━━━━━ Extracted records ━━━━━

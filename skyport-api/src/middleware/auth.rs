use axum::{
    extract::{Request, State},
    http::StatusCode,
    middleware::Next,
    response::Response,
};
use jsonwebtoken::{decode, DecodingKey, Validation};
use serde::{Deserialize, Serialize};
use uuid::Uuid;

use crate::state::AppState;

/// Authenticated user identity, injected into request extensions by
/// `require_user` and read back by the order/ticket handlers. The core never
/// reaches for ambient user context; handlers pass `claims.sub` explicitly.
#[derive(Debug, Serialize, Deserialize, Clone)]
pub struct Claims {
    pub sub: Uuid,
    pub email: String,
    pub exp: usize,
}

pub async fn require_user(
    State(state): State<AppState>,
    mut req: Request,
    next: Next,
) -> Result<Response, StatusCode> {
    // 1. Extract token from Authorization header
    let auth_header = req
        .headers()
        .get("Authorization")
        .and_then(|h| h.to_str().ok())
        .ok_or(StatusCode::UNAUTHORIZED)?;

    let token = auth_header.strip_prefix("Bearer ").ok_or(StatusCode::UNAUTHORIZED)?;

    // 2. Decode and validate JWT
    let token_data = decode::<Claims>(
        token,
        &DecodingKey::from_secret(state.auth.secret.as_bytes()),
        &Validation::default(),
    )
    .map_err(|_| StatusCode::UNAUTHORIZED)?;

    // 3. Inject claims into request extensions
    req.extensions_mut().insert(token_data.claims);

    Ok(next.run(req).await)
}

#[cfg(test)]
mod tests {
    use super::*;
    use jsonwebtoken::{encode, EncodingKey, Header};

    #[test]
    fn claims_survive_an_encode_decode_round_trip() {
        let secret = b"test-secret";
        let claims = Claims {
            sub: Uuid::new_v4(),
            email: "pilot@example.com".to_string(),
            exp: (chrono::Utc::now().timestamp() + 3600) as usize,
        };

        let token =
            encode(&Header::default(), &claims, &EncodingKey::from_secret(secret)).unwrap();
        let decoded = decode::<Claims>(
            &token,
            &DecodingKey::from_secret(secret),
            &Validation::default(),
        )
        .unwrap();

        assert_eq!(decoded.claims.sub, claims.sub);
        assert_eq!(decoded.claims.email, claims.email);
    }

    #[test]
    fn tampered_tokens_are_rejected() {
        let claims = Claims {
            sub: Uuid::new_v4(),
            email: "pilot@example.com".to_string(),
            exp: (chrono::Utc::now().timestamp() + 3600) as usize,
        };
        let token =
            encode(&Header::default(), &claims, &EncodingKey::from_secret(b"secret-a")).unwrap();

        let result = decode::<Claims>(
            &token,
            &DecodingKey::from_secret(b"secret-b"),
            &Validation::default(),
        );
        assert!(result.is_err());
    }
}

━━━━━

• **Aim of the exercise**
Copy all the records above precisely.

• **Your solution**
filename skyport-api/src/middleware/auth.rs
use axum::{
    extract::{Request, State},
    http::StatusCode,
    middleware::Next,
    response::Response,
};
use jsonwebtoken::{decode, DecodingKey, Validation};
use serde::{Deserialize, Serialize};
use uuid::Uuid;

use crate::state::AppState;

/// Authenticated user identity, injected into request extensions by
/// `require_user` and read back by the order/ticket handlers. The core never
/// reaches for ambient user context; handlers pass `claims.sub` explicitly.
#[derive(Debug, Serialize, Deserialize, Clone)]
pub struct Claims {
    pub sub: Uuid,
    pub email: String,
    pub exp: usize,
}

pub async fn require_user(
    State(state): State<AppState>,
    mut req: Request,
    next: Next,
) -> Result<Response, StatusCode> {
    // 1. Extract token from Authorization header
    let auth_header = req
        .headers()
        .get("Authorization")
        .and_then(|h| h.to_str().ok())
        .ok_or(StatusCode::UNAUTHORIZED)?;

    let token = auth_header.strip_prefix("Bearer ").ok_or(StatusCode::UNAUTHORIZED)?;

    // 2. Decode and validate JWT
    let token_data = decode::<Claims>(
        token,
        &DecodingKey::from_secret(state.auth.secret.as_bytes()),
        &Validation::default(),
    )
    .map_err(|_| StatusCode::UNAUTHORIZED)?;

    // 3. Inject claims into request extensions
    req.extensions_mut().insert(token_data.claims);

    Ok(next.run(req).await)
}

#[cfg(test)]
mod tests {
    use super::*;
    use jsonwebtoken::{encode, EncodingKey, Header};

    #[test]
    fn claims_survive_an_encode_decode_round_trip() {
        let secret = b"test-secret";
        let claims = Claims {
            sub: Uuid::new_v4(),
            email: "pilot@example.com".to_string(),
            exp: (chrono::Utc::now().timestamp() + 3600) as usize,
        };

        let token =
            encode(&Header::default(), &claims, &EncodingKey::from_secret(secret)).unwrap();
        let decoded = decode::<Claims>(
            &token,
            &DecodingKey::from_secret(secret),
            &Validation::default(),
        )
        .unwrap();

        assert_eq!(decoded.claims.sub, claims.sub);
        assert_eq!(decoded.claims.email, claims.email);
    }

    #[test]
    fn tampered_tokens_are_rejected() {
        let claims = Claims {
            sub: Uuid::new_v4(),
            email: "pilot@example.com".to_string(),
            exp: (chrono::Utc::now().timestamp() + 3600) as usize,
        };
        let token =
            encode(&Header::default(), &claims, &EncodingKey::from_secret(b"secret-a")).unwrap();

        let result = decode::<Claims>(
            &token,
            &DecodingKey::from_secret(b"secret-b"),
            &Validation::default(),
        );
        assert!(result.is_err());
    }
}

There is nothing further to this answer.